--- START ---

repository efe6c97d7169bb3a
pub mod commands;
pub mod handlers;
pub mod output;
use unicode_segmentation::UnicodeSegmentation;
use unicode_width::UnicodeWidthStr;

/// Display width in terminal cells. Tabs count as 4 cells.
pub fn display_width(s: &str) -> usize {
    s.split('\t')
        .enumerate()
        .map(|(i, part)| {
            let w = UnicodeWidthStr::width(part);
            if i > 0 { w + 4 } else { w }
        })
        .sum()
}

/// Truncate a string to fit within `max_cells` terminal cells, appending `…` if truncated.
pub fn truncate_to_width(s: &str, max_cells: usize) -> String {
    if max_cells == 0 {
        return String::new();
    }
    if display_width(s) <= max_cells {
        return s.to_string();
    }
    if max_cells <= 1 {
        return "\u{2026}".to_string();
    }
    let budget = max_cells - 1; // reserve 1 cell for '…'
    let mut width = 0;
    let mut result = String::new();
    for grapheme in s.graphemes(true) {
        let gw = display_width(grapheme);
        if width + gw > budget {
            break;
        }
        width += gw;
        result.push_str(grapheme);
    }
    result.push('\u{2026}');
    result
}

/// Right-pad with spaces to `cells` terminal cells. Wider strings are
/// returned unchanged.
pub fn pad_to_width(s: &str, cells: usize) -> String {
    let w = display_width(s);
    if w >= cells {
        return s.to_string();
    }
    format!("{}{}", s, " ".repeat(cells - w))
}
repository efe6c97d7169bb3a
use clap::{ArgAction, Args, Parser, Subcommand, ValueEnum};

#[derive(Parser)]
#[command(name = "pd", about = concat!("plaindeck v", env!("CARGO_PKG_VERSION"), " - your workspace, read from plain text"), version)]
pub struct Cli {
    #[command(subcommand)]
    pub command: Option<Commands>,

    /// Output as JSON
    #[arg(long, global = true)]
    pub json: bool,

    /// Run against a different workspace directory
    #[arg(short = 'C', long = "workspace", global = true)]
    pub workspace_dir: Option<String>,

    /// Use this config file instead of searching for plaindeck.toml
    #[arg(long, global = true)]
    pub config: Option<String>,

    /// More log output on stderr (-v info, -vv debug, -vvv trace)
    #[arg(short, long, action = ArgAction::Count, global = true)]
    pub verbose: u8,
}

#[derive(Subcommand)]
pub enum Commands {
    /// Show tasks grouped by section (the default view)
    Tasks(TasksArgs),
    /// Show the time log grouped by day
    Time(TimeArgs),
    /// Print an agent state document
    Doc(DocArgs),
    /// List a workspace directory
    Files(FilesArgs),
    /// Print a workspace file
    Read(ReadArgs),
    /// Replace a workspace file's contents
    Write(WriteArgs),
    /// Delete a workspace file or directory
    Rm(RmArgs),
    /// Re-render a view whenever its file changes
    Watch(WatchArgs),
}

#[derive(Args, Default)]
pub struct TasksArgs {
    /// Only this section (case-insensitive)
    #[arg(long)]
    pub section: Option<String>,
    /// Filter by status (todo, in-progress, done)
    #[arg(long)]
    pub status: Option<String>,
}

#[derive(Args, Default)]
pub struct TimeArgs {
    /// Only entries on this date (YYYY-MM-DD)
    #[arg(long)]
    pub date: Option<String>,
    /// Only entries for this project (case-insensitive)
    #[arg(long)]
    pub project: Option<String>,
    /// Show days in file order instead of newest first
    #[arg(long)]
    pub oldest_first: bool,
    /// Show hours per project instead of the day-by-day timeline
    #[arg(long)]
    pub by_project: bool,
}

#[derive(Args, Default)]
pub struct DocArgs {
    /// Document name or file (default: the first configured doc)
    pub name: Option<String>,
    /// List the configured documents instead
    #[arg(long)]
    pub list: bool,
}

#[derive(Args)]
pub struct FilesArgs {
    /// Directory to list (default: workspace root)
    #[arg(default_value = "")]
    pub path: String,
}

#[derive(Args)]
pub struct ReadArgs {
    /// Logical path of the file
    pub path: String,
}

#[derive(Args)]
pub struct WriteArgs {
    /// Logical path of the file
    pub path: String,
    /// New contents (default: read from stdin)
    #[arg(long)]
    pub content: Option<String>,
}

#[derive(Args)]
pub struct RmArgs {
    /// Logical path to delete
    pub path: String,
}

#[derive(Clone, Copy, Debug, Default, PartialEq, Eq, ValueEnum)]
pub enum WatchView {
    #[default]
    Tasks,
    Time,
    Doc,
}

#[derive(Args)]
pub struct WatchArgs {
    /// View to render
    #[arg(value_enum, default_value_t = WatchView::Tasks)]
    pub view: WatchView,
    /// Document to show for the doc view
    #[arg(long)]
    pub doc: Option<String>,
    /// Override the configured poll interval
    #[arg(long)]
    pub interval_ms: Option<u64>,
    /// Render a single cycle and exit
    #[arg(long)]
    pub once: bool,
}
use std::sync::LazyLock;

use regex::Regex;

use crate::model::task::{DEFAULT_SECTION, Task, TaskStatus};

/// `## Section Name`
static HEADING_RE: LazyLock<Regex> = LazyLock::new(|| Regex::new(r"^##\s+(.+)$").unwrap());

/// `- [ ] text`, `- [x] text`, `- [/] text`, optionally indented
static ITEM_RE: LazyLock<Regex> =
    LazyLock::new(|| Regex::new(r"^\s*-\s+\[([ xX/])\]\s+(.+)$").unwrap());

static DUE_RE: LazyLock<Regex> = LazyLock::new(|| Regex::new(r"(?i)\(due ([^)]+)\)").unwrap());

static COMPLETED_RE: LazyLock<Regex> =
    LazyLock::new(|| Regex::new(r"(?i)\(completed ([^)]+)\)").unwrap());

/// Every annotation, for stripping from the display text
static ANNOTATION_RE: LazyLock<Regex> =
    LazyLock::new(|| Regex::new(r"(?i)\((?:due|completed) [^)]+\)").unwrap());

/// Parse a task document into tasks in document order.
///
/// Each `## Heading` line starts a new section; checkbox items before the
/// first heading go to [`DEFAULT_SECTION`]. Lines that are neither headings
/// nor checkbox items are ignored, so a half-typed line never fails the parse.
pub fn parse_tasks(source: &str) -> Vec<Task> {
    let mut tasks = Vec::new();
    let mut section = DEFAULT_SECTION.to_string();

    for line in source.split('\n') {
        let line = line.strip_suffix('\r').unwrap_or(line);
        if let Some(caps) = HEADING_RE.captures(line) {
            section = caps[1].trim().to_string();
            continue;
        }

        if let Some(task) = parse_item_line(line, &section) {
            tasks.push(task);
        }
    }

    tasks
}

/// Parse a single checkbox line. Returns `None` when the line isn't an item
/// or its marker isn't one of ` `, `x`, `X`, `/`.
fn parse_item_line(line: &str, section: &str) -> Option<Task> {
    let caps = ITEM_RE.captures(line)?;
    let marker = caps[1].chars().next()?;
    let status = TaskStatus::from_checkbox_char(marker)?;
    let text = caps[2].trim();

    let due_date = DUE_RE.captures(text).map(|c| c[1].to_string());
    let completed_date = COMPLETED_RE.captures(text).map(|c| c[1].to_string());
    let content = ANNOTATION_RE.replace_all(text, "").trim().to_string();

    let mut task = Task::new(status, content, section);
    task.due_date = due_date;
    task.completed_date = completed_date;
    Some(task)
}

--- END ---

### [Problem to work on]
All lines in the listing above with the string "configured" should be returned.

### [Written answer]
    /// Document name or file (default: the first configured doc)
    /// List the configured documents instead
    /// Override the configured poll interval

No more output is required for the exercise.